One step retrosynthesis of drugs from commercially available chemical building blocks and conceivable coupling reactions

Abstract

In this report, the pharmaceuticals listed in DrugBank were structurally mapped to a commercial catalog of chemical feedstocks through reaction agnostic one step retrosynthetic decomposition. Enumerative combinatorics was utilized to retrosynthesize target molecules into commercially available building blocks, wherein only the bond formed and the minimal substructure template of each building block class are considered. In contrast to the status quo in automated retrosynthesis, our algorithm may suggest reactions that do not yet exist but, if they did, could enable the synthesis of drugs in just one reaction step from commercial feedstocks.

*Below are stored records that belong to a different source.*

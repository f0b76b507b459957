pub mod diagnostics;
pub mod health;
pub mod images;
pub mod pages;

use axum::http::Uri;

use crate::error::ApiError;

pub use diagnostics::test_connection;
pub use health::health;
pub use images::proxy_image;
pub use pages::{index, test_dropdown};

pub async fn not_found(uri: Uri) -> ApiError {
    ApiError::not_found(format!("No route for {}", uri.path()))
}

Cross-referencing synthons to commercial datasets can thus reveal valuable reaction classes for development in addition to streamlining drug production. Decomposed synthons were linked to target molecules by transformations that form one bond after the elimination of each synthon's respective reactive functional handle, as indicated by their building block class. Specific reactivities were analyzed after post hoc refinement and clustering of commercial synthons. Maps between boronates, bromides, iodides, amines, acids, chlorides, alcohols, and various C–H motifs to form alkyl–alkyl, alkyl–aryl, and aryl–aryl carbon–carbon, carbon–nitrogen, and carbon–oxygen bonds are reported herein, with specific examples for each provided.